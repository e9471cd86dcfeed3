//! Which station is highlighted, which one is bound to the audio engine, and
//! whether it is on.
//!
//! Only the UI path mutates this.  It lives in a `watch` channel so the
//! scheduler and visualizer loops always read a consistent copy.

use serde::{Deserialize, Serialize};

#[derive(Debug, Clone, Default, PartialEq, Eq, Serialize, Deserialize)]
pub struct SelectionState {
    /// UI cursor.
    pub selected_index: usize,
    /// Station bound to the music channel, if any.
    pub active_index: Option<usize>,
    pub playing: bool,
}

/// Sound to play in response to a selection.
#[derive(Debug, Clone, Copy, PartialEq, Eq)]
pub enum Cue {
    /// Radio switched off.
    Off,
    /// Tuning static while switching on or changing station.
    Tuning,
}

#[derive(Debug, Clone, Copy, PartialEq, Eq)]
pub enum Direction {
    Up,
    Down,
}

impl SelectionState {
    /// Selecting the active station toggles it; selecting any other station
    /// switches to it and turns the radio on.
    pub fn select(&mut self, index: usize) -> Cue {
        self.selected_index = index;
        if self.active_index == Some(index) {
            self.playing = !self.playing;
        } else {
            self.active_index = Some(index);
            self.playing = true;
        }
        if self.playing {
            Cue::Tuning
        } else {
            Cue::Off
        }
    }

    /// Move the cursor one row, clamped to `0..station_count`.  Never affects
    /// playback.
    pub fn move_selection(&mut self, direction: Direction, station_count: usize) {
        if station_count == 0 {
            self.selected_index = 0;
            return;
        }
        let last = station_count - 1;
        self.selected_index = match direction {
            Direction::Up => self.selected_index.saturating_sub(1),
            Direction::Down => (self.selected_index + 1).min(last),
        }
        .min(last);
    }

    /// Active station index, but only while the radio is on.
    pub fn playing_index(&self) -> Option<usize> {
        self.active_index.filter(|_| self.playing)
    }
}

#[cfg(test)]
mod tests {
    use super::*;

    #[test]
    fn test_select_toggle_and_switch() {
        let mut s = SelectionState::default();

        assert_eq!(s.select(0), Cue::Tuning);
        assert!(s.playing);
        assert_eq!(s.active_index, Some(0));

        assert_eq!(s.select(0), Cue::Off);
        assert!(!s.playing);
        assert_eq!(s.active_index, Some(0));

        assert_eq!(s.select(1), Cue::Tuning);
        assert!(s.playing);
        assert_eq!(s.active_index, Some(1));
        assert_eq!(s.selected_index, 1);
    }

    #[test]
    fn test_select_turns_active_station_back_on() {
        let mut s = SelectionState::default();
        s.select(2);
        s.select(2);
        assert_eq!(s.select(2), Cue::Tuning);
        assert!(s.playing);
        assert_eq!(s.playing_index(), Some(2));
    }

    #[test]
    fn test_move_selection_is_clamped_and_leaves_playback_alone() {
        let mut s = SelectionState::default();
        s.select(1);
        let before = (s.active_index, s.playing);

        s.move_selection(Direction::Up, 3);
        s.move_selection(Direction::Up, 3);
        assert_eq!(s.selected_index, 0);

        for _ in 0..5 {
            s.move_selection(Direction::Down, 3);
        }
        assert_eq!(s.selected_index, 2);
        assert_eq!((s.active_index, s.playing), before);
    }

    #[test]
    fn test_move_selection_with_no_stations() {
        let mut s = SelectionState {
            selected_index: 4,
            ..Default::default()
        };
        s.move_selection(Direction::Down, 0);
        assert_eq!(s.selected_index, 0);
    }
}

◆ ◆ ◆

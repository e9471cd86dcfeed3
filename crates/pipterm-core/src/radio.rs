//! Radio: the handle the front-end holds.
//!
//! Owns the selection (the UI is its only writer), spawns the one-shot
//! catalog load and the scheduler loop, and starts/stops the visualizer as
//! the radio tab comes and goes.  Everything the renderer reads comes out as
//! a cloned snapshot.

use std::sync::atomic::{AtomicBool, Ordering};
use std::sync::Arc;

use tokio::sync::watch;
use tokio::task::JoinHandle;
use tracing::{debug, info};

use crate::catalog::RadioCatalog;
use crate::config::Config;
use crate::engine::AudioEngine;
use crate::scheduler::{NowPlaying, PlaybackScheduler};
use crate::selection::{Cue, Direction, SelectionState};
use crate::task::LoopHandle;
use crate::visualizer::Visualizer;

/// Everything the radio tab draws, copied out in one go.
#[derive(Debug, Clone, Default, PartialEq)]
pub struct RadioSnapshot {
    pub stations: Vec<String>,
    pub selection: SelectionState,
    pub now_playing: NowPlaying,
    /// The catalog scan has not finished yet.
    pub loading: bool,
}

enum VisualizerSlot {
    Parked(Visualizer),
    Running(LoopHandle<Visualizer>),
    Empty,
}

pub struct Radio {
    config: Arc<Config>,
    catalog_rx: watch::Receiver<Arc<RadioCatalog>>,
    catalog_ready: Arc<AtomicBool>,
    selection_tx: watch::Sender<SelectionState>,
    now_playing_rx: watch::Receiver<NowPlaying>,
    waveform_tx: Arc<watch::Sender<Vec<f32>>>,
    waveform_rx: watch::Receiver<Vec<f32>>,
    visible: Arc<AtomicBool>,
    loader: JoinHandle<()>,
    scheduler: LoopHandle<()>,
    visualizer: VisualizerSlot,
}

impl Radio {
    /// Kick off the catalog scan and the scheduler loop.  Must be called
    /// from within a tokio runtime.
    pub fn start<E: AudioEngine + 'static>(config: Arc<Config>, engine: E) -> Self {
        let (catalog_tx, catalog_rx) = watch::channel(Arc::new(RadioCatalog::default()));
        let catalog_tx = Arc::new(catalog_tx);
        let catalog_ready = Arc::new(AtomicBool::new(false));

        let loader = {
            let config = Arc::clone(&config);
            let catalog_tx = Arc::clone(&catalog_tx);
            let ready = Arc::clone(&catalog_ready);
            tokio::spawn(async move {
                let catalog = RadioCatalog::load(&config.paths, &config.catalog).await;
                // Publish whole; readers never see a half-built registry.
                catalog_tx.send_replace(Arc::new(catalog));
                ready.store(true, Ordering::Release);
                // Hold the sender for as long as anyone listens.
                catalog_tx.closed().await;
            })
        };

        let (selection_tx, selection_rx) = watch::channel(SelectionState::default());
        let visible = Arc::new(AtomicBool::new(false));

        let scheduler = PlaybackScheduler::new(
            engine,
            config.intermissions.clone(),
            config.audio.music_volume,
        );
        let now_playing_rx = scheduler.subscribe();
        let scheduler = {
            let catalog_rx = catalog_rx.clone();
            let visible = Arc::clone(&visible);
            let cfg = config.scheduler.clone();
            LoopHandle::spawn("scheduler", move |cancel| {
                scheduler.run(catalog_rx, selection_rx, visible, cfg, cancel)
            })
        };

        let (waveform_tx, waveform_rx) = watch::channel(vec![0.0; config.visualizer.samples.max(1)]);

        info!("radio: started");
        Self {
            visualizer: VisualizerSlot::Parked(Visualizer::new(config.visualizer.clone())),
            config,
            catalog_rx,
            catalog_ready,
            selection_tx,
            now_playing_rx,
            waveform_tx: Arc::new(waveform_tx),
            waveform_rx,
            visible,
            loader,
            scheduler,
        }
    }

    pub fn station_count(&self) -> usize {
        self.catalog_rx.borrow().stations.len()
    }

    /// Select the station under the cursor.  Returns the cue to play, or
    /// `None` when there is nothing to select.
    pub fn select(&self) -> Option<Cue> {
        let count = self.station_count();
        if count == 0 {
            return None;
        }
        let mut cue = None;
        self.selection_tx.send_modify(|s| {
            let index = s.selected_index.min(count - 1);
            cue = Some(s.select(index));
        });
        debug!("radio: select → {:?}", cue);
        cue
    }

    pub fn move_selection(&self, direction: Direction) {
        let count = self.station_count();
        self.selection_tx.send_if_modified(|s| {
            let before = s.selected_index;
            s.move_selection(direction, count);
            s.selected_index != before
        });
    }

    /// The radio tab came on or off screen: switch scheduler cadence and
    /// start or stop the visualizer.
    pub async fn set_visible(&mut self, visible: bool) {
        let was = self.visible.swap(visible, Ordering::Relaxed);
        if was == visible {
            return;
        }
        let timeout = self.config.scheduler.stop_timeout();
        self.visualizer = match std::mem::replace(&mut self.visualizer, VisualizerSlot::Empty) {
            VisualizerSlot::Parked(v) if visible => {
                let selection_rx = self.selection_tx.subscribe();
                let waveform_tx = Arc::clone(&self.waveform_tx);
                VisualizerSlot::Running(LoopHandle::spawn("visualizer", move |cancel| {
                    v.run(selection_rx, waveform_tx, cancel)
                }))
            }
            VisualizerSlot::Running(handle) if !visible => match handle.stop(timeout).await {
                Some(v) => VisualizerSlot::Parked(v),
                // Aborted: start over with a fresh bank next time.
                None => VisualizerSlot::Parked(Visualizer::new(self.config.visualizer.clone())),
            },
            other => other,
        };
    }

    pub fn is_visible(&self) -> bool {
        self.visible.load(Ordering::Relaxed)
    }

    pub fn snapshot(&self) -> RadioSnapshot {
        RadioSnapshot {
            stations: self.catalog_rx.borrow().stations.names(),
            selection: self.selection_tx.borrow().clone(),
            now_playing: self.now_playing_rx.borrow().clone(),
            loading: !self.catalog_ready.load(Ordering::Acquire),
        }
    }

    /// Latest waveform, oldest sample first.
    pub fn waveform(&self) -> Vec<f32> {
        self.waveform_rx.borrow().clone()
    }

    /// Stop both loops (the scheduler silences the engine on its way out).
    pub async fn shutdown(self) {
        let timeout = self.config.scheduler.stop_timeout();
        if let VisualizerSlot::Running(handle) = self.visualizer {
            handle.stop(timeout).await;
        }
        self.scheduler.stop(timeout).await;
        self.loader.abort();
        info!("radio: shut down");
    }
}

◆ ◆ ◆

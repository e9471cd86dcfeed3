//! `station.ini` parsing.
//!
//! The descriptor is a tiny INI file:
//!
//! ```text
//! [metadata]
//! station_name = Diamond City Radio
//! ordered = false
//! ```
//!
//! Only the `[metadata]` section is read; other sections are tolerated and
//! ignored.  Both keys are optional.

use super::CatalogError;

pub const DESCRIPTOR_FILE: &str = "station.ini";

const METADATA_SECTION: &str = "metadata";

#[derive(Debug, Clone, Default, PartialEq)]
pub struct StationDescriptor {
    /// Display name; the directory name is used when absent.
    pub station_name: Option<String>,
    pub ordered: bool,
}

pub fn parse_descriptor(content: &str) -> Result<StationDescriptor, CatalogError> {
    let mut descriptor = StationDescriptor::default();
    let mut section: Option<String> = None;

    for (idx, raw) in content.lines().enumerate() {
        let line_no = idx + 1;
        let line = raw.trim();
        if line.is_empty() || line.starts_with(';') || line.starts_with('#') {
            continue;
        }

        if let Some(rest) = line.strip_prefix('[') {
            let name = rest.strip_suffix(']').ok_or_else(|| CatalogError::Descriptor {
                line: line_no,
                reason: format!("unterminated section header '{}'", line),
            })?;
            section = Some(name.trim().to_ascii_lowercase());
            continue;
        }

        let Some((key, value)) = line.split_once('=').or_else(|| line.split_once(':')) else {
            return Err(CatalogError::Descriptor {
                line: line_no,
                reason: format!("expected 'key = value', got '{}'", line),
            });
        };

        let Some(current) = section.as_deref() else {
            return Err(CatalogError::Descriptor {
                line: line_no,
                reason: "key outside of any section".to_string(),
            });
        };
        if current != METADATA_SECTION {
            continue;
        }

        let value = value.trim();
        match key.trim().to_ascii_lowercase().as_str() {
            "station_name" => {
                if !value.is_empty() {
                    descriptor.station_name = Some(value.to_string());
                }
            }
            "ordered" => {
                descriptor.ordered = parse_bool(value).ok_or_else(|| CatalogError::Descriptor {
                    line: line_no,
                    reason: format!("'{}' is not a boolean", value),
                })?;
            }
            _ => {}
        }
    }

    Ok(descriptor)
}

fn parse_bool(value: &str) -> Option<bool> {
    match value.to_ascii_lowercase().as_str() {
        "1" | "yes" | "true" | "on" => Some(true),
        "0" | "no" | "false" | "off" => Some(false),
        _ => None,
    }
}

◆ ◆ ◆

Task description —
The expected answer is one number: how many lines of the material contain the word "bound".

Final answer —
2